Read: Women are writing the best crime novels I found in her exploration of that quandary a powerful balm: assurance not that all of the challenges I face will be tidily resolved but rather that existence remains rewarding even if they will not be. This is exactly what soothed me about Sayers’s work: She was preoccupied with the question of how, once you realize you will likely never understand those around you, you might still live a meaningful life. The deeper mysteries of the people involved-why they’ve made certain disastrous choices, whether they feel remorse, how their sense of right and wrong got skewed-remain obscure and often, at the end of each investigation, appear even more tangled than before. Wimsey solves crimes with elegance and enthusiasm, but true resolution eludes him. The power of her writing lies instead in the way she turns the classic promise of a mystery novel on its head. I set off on a year of obsession, first with Wimsey and his fictional cohort, then with the rest of Sayers’s oeuvre.īut Sayers’s work didn’t comfort me in the way I had initially expected, with clever, complete answers to daunting questions. And it, in turn, plucked me out of the sense that I was trapped on some perilous brink.

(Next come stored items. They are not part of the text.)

//! Errors reported to registration and worker clients

use thiserror::Error;
use warden_ipc::IpcError;
use warden_process::ProcessError;
use warden_storage::StorageError;

/// Service worker result type
pub type ServiceWorkerResult<T> = Result<T, ServiceWorkerError>;

/// Outcome codes delivered to every callback in the core domain.
///
/// Cloneable so a single job result can be fanned out to every caller that
/// joined it.
#[derive(Error, Debug, Clone, PartialEq, Eq)]
pub enum ServiceWorkerError {
    #[error("No matching registration")]
    NotFound,

    #[error("Operation aborted")]
    Abort,

    #[error("Failed to start worker: {0}")]
    StartWorkerFailed(String),

    #[error("Worker rejected the install event")]
    InstallWorkerFailed,

    #[error("Worker rejected the activate event")]
    ActivateWorkerFailed,

    #[error("Registration store is disabled")]
    StoreDisabled,

    #[error("Registration store is corrupt: {0}")]
    StoreCorrupt(String),

    #[error("Process not found")]
    ProcessNotFound,

    #[error("IPC failure: {0}")]
    IpcFailed(String),

    #[error("Security error: {0}")]
    Security(String),

    #[error("Invalid state: {0}")]
    InvalidState(String),

    #[error("Operation failed: {0}")]
    Failed(String),
}

impl ServiceWorkerError {
    /// Stable code for logs and host-facing responses
    pub fn error_code(&self) -> &'static str {
        match self {
            ServiceWorkerError::NotFound => "NOT_FOUND",
            ServiceWorkerError::Abort => "ABORT",
            ServiceWorkerError::StartWorkerFailed(_) => "START_WORKER_FAILED",
            ServiceWorkerError::InstallWorkerFailed => "INSTALL_FAILED",
            ServiceWorkerError::ActivateWorkerFailed => "ACTIVATE_FAILED",
            ServiceWorkerError::StoreDisabled => "STORE_DISABLED",
            ServiceWorkerError::StoreCorrupt(_) => "STORE_CORRUPT",
            ServiceWorkerError::ProcessNotFound => "PROCESS_NOT_FOUND",
            ServiceWorkerError::IpcFailed(_) => "IPC_FAILED",
            ServiceWorkerError::Security(_) => "SECURITY",
            ServiceWorkerError::InvalidState(_) => "INVALID_STATE",
            ServiceWorkerError::Failed(_) => "FAILED",
        }
    }

    /// Whether the error came from the registration store being unusable
    pub fn is_store_failure(&self) -> bool {
        matches!(
            self,
            ServiceWorkerError::StoreDisabled | ServiceWorkerError::StoreCorrupt(_)
        )
    }
}

impl From<StorageError> for ServiceWorkerError {
    fn from(err: StorageError) -> Self {
        match err {
            StorageError::NotFound => ServiceWorkerError::NotFound,
            StorageError::Corrupted(message) => ServiceWorkerError::StoreCorrupt(message),
            _ => ServiceWorkerError::StoreDisabled,
        }
    }
}

impl From<ProcessError> for ServiceWorkerError {
    fn from(err: ProcessError) -> Self {
        ServiceWorkerError::StartWorkerFailed(err.to_string())
    }
}

impl From<IpcError> for ServiceWorkerError {
    fn from(err: IpcError) -> Self {
        ServiceWorkerError::IpcFailed(err.to_string())
    }
}
//! Register job: find or create a registration, then install and activate
//! a new version of its script

use std::collections::BTreeSet;
use tracing::{debug, info, warn};
use url::Url;
use warden_ipc::ProcessId;
use warden_storage::{RegistrationId, ResourceId, ResourceRecord, VersionId};

use super::{find_registration_for_pattern, JobContext};
use crate::error::{ServiceWorkerError, ServiceWorkerResult};
use crate::registration::RegistrationInfo;

/// How far an update got, for cleaning up after a failure
#[derive(Debug, Default)]
struct UpdateProgress {
    script_resource_id: Option<ResourceId>,
    stored: bool,
}

pub(crate) struct RegisterJob {
    context: JobContext,
    script_url: Url,
}

impl RegisterJob {
    pub(crate) fn new(context: JobContext, script_url: Url) -> Self {
        Self {
            context,
            script_url,
        }
    }

    pub(crate) async fn run(self) {
        debug!(
            "Register job {} started for {} ({})",
            self.context.job_id, self.context.pattern, self.script_url
        );
        let result = self.register().await.map(Some);
        self.context.complete(result);
    }

    async fn register(&self) -> ServiceWorkerResult<RegistrationInfo> {
        let existing = find_registration_for_pattern(
            &self.context.core,
            &self.context.store,
            &self.context.pattern,
        )
        .await;

        let registration_id = match existing {
            Ok(existing) if existing.script_url == self.script_url => {
                if existing.active_version.is_some() {
                    debug!(
                        "{} is already registered as {}",
                        self.context.pattern, existing.registration_id
                    );
                    return Ok(existing);
                }
                existing.registration_id
            }
            Ok(existing) => {
                info!(
                    "Script for {} changed from {} to {}; replacing registration {}",
                    self.context.pattern,
                    existing.script_url,
                    self.script_url,
                    existing.registration_id
                );
                self.context
                    .delete_registration(existing.registration_id)
                    .await?;
                self.create_registration().await?
            }
            Err(ServiceWorkerError::NotFound) => self.create_registration().await?,
            Err(e) => return Err(e),
        };

        self.update(registration_id).await
    }

    async fn create_registration(&self) -> ServiceWorkerResult<RegistrationId> {
        let pattern = self.context.pattern.clone();
        let script_url = self.script_url.clone();
        self.context
            .core
            .call(move |core| core.create_registration(pattern, script_url))
            .await?
    }

    async fn update(&self, registration_id: RegistrationId) -> ServiceWorkerResult<RegistrationInfo> {
        let pattern = self.context.pattern.clone();
        let job_id = self.context.job_id;
        let (version_id, lent_process_ids) = self
            .context
            .core
            .call(move |core| core.create_installing_version(&pattern, job_id, registration_id))
            .await??;

        let mut progress = UpdateProgress::default();
        match self
            .install_and_activate(registration_id, version_id, lent_process_ids, &mut progress)
            .await
        {
            Ok(info) => {
                info!(
                    "Registration {} for {} is active with version {}",
                    registration_id, self.context.pattern, version_id
                );
                Ok(info)
            }
            Err(e) => {
                warn!(
                    "Installing version {} for {} failed: {} ({})",
                    version_id,
                    self.context.pattern,
                    e,
                    e.error_code()
                );
                self.abandon(registration_id, version_id, &progress).await;
                Err(e)
            }
        }
    }

    async fn install_and_activate(
        &self,
        registration_id: RegistrationId,
        version_id: VersionId,
        candidate_process_ids: Vec<ProcessId>,
        progress: &mut UpdateProgress,
    ) -> ServiceWorkerResult<RegistrationInfo> {
        let core = &self.context.core;
        let store = &self.context.store;
        let origin = self.context.origin()?;

        core.call_with_callback(move |core, done| {
            core.start_worker(version_id, candidate_process_ids, done)
        })
        .await?;

        let resource_id = core.call(|core| core.allocate_resource_id()).await?;
        store
            .write_uncommitted_resource_ids(BTreeSet::from([resource_id]))
            .await?;
        progress.script_resource_id = Some(resource_id);

        core.call_with_callback(move |core, done| core.dispatch_install_event(version_id, done))
            .await?;

        let data = core
            .call(move |core| core.registration_data_for_store(registration_id, version_id))
            .await??;
        let script = ResourceRecord {
            resource_id,
            url: self.script_url.clone(),
        };
        store.write_registration(data, vec![script]).await?;
        progress.stored = true;
        core.call(move |core| core.promote_to_waiting(registration_id, version_id))
            .await??;

        core.call_with_callback(move |core, done| core.dispatch_activate_event(version_id, done))
            .await?;
        core.call(move |core| core.activate_waiting_version(registration_id, version_id))
            .await??;
        store
            .update_version_to_active(registration_id, origin)
            .await?;

        core.call(move |core| core.registration_info(registration_id))
            .await?
    }

    /// Undo a failed update: give up the version, release its script
    /// resource and drop the registration if nothing is active
    async fn abandon(
        &self,
        registration_id: RegistrationId,
        version_id: VersionId,
        progress: &UpdateProgress,
    ) {
        let store = &self.context.store;
        if let (Some(resource_id), false) = (progress.script_resource_id, progress.stored) {
            let ids = BTreeSet::from([resource_id]);
            let moved = match store.clear_uncommitted_resource_ids(ids.clone()).await {
                Ok(()) => store.write_purgeable_resource_ids(ids).await,
                Err(e) => Err(e),
            };
            if let Err(e) = moved {
                warn!("Failed to release resource {}: {}", resource_id, e);
            }
        }

        let orphaned = self
            .context
            .core
            .call(move |core| core.abandon_version(registration_id, version_id))
            .await
            .unwrap_or(false);
        if orphaned {
            if let Err(e) = self.context.delete_registration(registration_id).await {
                warn!(
                    "Failed to delete registration {} after a failed install: {}",
                    registration_id, e
                );
            }
        }
    }
}
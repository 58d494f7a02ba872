use async_trait::async_trait;
use sea_orm::sea_query::OnConflict;
use sea_orm::{
    ColumnTrait, ConnectOptions, ConnectionTrait, Database, DatabaseConnection, EntityTrait,
    QueryFilter, QueryOrder, Schema, Set, TransactionTrait,
};
use std::time::Duration;
use tracing::{debug, info};

use super::entities::kv_entries;
use super::{BatchOperation, KeyValueStore, WriteBatch};
use crate::error::{StorageError, StorageResult};
use crate::records::StorageLocation;

/// Key-value store kept in a single SQLite table through sea-orm
#[derive(Clone)]
pub struct SqliteKvStore {
    connection: DatabaseConnection,
}

impl SqliteKvStore {
    /// Open (creating if necessary) the store at `location`
    pub async fn open(location: &StorageLocation) -> StorageResult<Self> {
        let url = match location {
            StorageLocation::InMemory => {
                debug!("Using in-memory registration database");
                "sqlite::memory:".to_string()
            }
            StorageLocation::OnDisk { directory, .. } => {
                tokio::fs::create_dir_all(directory).await?;
                let path = location
                    .database_path()
                    .ok_or_else(|| StorageError::Io("missing database path".to_string()))?;
                info!("Opening registration database at {:?}", path);
                format!("sqlite://{}?mode=rwc", path.display())
            }
        };

        let connection = Database::connect(connect_options(location, url)).await?;
        let store = Self { connection };
        store.ensure_table().await?;
        Ok(store)
    }

    /// Whether an on-disk store already exists at `location`
    pub async fn exists(location: &StorageLocation) -> bool {
        match location.database_path() {
            Some(path) => tokio::fs::try_exists(path).await.unwrap_or(false),
            None => false,
        }
    }

    async fn ensure_table(&self) -> StorageResult<()> {
        let backend = self.connection.get_database_backend();
        let mut statement = Schema::new(backend).create_table_from_entity(kv_entries::Entity);
        statement.if_not_exists();
        self.connection.execute(backend.build(&statement)).await?;
        Ok(())
    }
}

/// Lifetime given to the single in-memory connection. The pool would
/// otherwise reap it after its idle or lifetime defaults and reconnect to a
/// fresh, empty database.
const IN_MEMORY_CONNECTION_LIFETIME: Duration = Duration::from_secs(10 * 365 * 24 * 60 * 60);

// One connection: an in-memory database lives and dies with it
fn connect_options(location: &StorageLocation, url: String) -> ConnectOptions {
    let mut options = ConnectOptions::new(url);
    options
        .max_connections(1)
        .min_connections(1)
        .sqlx_logging(true)
        .sqlx_logging_level(log::LevelFilter::Debug);
    if matches!(location, StorageLocation::InMemory) {
        options
            .idle_timeout(IN_MEMORY_CONNECTION_LIFETIME)
            .max_lifetime(IN_MEMORY_CONNECTION_LIFETIME);
    }
    options
}

#[async_trait]
impl KeyValueStore for SqliteKvStore {
    async fn get(&self, key: &str) -> StorageResult<Option<String>> {
        let row = kv_entries::Entity::find_by_id(key.to_string())
            .one(&self.connection)
            .await?;
        Ok(row.map(|row| row.value))
    }

    async fn scan_prefix(&self, prefix: &str) -> StorageResult<Vec<(String, String)>> {
        // LIKE is case-insensitive and treats '_' as a wildcard, so recheck
        let rows = kv_entries::Entity::find()
            .filter(kv_entries::Column::Key.starts_with(prefix))
            .order_by_asc(kv_entries::Column::Key)
            .all(&self.connection)
            .await?;

        Ok(rows
            .into_iter()
            .filter(|row| row.key.starts_with(prefix))
            .map(|row| (row.key, row.value))
            .collect())
    }

    async fn write(&self, batch: WriteBatch) -> StorageResult<()> {
        if batch.is_empty() {
            return Ok(());
        }

        let txn = self.connection.begin().await?;
        for operation in batch.into_operations() {
            match operation {
                BatchOperation::Put { key, value } => {
                    kv_entries::Entity::insert(kv_entries::ActiveModel {
                        key: Set(key),
                        value: Set(value),
                    })
                    .on_conflict(
                        OnConflict::column(kv_entries::Column::Key)
                            .update_column(kv_entries::Column::Value)
                            .to_owned(),
                    )
                    .exec_without_returning(&txn)
                    .await?;
                }
                BatchOperation::Delete { key } => {
                    kv_entries::Entity::delete_by_id(key).exec(&txn).await?;
                }
            }
        }
        txn.commit().await?;
        Ok(())
    }
}

#[cfg(test)]
mod tests {
    use super::*;

    #[tokio::test]
    async fn test_batch_put_delete_and_scan() {
        let store = SqliteKvStore::open(&StorageLocation::InMemory).await.unwrap();

        let mut batch = WriteBatch::new();
        batch.put("REG:b", "2");
        batch.put("REG:a", "1");
        batch.put("RES:x", "x");
        batch.put("REG:a", "updated");
        store.write(batch).await.unwrap();

        let rows = store.scan_prefix("REG:").await.unwrap();
        assert_eq!(
            rows,
            vec![
                ("REG:a".to_string(), "updated".to_string()),
                ("REG:b".to_string(), "2".to_string()),
            ]
        );

        let mut batch = WriteBatch::new();
        batch.delete("REG:a");
        store.write(batch).await.unwrap();
        assert_eq!(store.get("REG:a").await.unwrap(), None);
        assert_eq!(store.get("RES:x").await.unwrap().as_deref(), Some("x"));
    }

    #[tokio::test]
    async fn test_scan_is_case_and_wildcard_exact() {
        let store = SqliteKvStore::open(&StorageLocation::InMemory).await.unwrap();

        let mut batch = WriteBatch::new();
        batch.put("reg:lower", "no");
        batch.put("REGX_", "no");
        batch.put("REG_", "yes");
        store.write(batch).await.unwrap();

        let rows = store.scan_prefix("REG_").await.unwrap();
        assert_eq!(rows, vec![("REG_".to_string(), "yes".to_string())]);
    }

    #[test]
    fn test_in_memory_connection_is_never_reaped() {
        let options = connect_options(&StorageLocation::InMemory, "sqlite::memory:".to_string());
        assert_eq!(options.get_max_connections(), Some(1));
        assert_eq!(options.get_min_connections(), Some(1));
        assert_eq!(
            options.get_idle_timeout(),
            Some(IN_MEMORY_CONNECTION_LIFETIME)
        );
        assert_eq!(
            options.get_max_lifetime(),
            Some(IN_MEMORY_CONNECTION_LIFETIME)
        );
        assert!(IN_MEMORY_CONNECTION_LIFETIME >= Duration::from_secs(365 * 24 * 60 * 60));
    }

    #[tokio::test]
    async fn test_on_disk_store_persists() {
        let dir = tempfile::tempdir().unwrap();
        let location = StorageLocation::OnDisk {
            directory: dir.path().join("nested"),
            file_name: "kv.db".to_string(),
        };
        assert!(!SqliteKvStore::exists(&location).await);

        {
            let store = SqliteKvStore::open(&location).await.unwrap();
            let mut batch = WriteBatch::new();
            batch.put("INITDATA_DB_VERSION", "1");
            store.write(batch).await.unwrap();
        }

        assert!(SqliteKvStore::exists(&location).await);
        let reopened = SqliteKvStore::open(&location).await.unwrap();
        assert_eq!(
            reopened.get("INITDATA_DB_VERSION").await.unwrap().as_deref(),
            Some("1")
        );
    }
}
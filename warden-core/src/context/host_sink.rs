//! Entry point for notifications coming back from the execution host

use tracing::warn;
use url::Url;
use warden_ipc::{
    EmbeddedWorkerId, HostEvent, HostEventMessage, MessageEnvelope, ProcessId, RequestId,
    ThreadId, WorkerResponse, IPC_PROTOCOL_VERSION,
};

use crate::mailbox::{CoreMessage, CoreSender};

/// Cloneable handle the execution host uses to report on its workers.
///
/// Every event is queued to the core domain; delivery returns false once
/// the context has shut down.
#[derive(Clone)]
pub struct HostEventSink {
    core: CoreSender,
}

impl HostEventSink {
    pub(crate) fn new(core: CoreSender) -> Self {
        Self { core }
    }

    pub fn deliver(
        &self,
        process_id: ProcessId,
        embedded_worker_id: EmbeddedWorkerId,
        event: HostEvent,
    ) -> bool {
        self.core.send(CoreMessage::Host {
            process_id,
            embedded_worker_id,
            event,
        })
    }

    /// Deliver a versioned message, dropping it if the protocol version
    /// does not match ours
    pub fn deliver_envelope(&self, envelope: MessageEnvelope<HostEventMessage>) -> bool {
        if !envelope.is_compatible() {
            warn!(
                "Dropping host event with protocol version {} (expected {})",
                envelope.protocol_version, IPC_PROTOCOL_VERSION
            );
            return false;
        }
        let HostEventMessage {
            process_id,
            embedded_worker_id,
            event,
        } = envelope.message;
        self.deliver(process_id, embedded_worker_id, event)
    }

    pub fn worker_started(
        &self,
        process_id: ProcessId,
        embedded_worker_id: EmbeddedWorkerId,
        thread_id: ThreadId,
    ) -> bool {
        self.deliver(
            process_id,
            embedded_worker_id,
            HostEvent::WorkerStarted { thread_id },
        )
    }

    pub fn worker_stopped(&self, process_id: ProcessId, embedded_worker_id: EmbeddedWorkerId) -> bool {
        self.deliver(process_id, embedded_worker_id, HostEvent::WorkerStopped)
    }

    pub fn message_received(
        &self,
        process_id: ProcessId,
        embedded_worker_id: EmbeddedWorkerId,
        request_id: RequestId,
        message: WorkerResponse,
    ) -> bool {
        self.deliver(
            process_id,
            embedded_worker_id,
            HostEvent::MessageReceived {
                request_id,
                message,
            },
        )
    }

    pub fn report_exception(
        &self,
        process_id: ProcessId,
        embedded_worker_id: EmbeddedWorkerId,
        error_message: String,
        line_number: i32,
        column_number: i32,
        source_url: Option<Url>,
    ) -> bool {
        self.deliver(
            process_id,
            embedded_worker_id,
            HostEvent::ReportException {
                error_message,
                line_number,
                column_number,
                source_url,
            },
        )
    }
}
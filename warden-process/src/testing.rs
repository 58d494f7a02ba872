//! In-memory process provider for tests

use std::collections::HashMap;
use std::sync::atomic::{AtomicI32, Ordering};
use std::sync::{Arc, Mutex, MutexGuard};
use url::Url;
use warden_ipc::ProcessId;

use crate::provider::{HostProcess, ProcessProvider};

/// Host process that only counts worker references
#[derive(Debug)]
pub struct FakeProcess {
    id: ProcessId,
    worker_ref_count: AtomicI32,
}

impl FakeProcess {
    pub fn new(id: ProcessId) -> Arc<Self> {
        Arc::new(Self {
            id,
            worker_ref_count: AtomicI32::new(0),
        })
    }

    pub fn worker_ref_count(&self) -> i32 {
        self.worker_ref_count.load(Ordering::SeqCst)
    }
}

impl HostProcess for FakeProcess {
    fn id(&self) -> ProcessId {
        self.id
    }

    fn increment_worker_ref_count(&self) {
        self.worker_ref_count.fetch_add(1, Ordering::SeqCst);
    }

    fn decrement_worker_ref_count(&self) {
        self.worker_ref_count.fetch_sub(1, Ordering::SeqCst);
    }
}

#[derive(Default)]
struct FakeProviderState {
    processes: HashMap<ProcessId, Arc<FakeProcess>>,
    created: Vec<ProcessId>,
    next_process_id: ProcessId,
    fail_creation: bool,
    fail_init: bool,
}

/// Process provider whose state stays inspectable after it has been handed
/// to a `ProcessManager`; clones share state.
#[derive(Clone)]
pub struct FakeProcessProvider {
    state: Arc<Mutex<FakeProviderState>>,
}

impl Default for FakeProcessProvider {
    fn default() -> Self {
        Self::new()
    }
}

impl FakeProcessProvider {
    /// Provider with no processes; created processes are numbered from 1000
    pub fn new() -> Self {
        Self {
            state: Arc::new(Mutex::new(FakeProviderState {
                next_process_id: 1000,
                ..Default::default()
            })),
        }
    }

    fn state(&self) -> MutexGuard<'_, FakeProviderState> {
        self.state.lock().unwrap_or_else(|poisoned| poisoned.into_inner())
    }

    /// Register an already running process
    pub fn add_process(&self, process_id: ProcessId) -> Arc<FakeProcess> {
        let process = FakeProcess::new(process_id);
        self.state().processes.insert(process_id, process.clone());
        process
    }

    pub fn set_fail_creation(&self, fail: bool) {
        self.state().fail_creation = fail;
    }

    pub fn set_fail_init(&self, fail: bool) {
        self.state().fail_init = fail;
    }

    /// Ids of processes created through the provider, in creation order
    pub fn created_processes(&self) -> Vec<ProcessId> {
        self.state().created.clone()
    }

    pub fn worker_ref_count(&self, process_id: ProcessId) -> i32 {
        self.state()
            .processes
            .get(&process_id)
            .map(|process| process.worker_ref_count())
            .unwrap_or(0)
    }

    /// Sum of worker references over every known process
    pub fn live_references(&self) -> i32 {
        self.state()
            .processes
            .values()
            .map(|process| process.worker_ref_count())
            .sum()
    }
}

impl ProcessProvider for FakeProcessProvider {
    fn create_process_for_url(&mut self, _url: &Url) -> Option<Arc<dyn HostProcess>> {
        let mut state = self.state();
        if state.fail_creation {
            return None;
        }
        let process_id = state.next_process_id;
        state.next_process_id += 1;
        state.created.push(process_id);

        let process = FakeProcess::new(process_id);
        state.processes.insert(process_id, process.clone());
        Some(process as Arc<dyn HostProcess>)
    }

    fn init(&mut self, _process: &Arc<dyn HostProcess>) -> bool {
        !self.state().fail_init
    }

    fn lookup_process(&self, process_id: ProcessId) -> Option<Arc<dyn HostProcess>> {
        self.state()
            .processes
            .get(&process_id)
            .map(|process| process.clone() as Arc<dyn HostProcess>)
    }
}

A collection of Sayers’s stories, Lord Peter: The Complete Lord Peter Wimsey Stories, had sat on my shelf for years I picked it up. I have always turned to detective stories when I feel vulnerable there is nothing so relaxing as the promise that even the grisliest problem can, with the correct approach, be neatly solved. The unexpected, devastating end of a COVID-era romance had left me feeling everything, even boredom, with frightening intensity. Sayers-whose first novel, Whose Body?, was published a century ago this year-in January 2022. I first encountered Wimsey, the most famous creation of the mystery novelist Dorothy L. And Lord Peter Wimsey-scion of the aristocracy military hero buoyant connoisseur of wine, rare books, piano music, and women-is on the hunt for his next beguiling case. Humanity has gone through hell and emerged strung between merry, hectic giddiness and entrenched, unspeakable grief.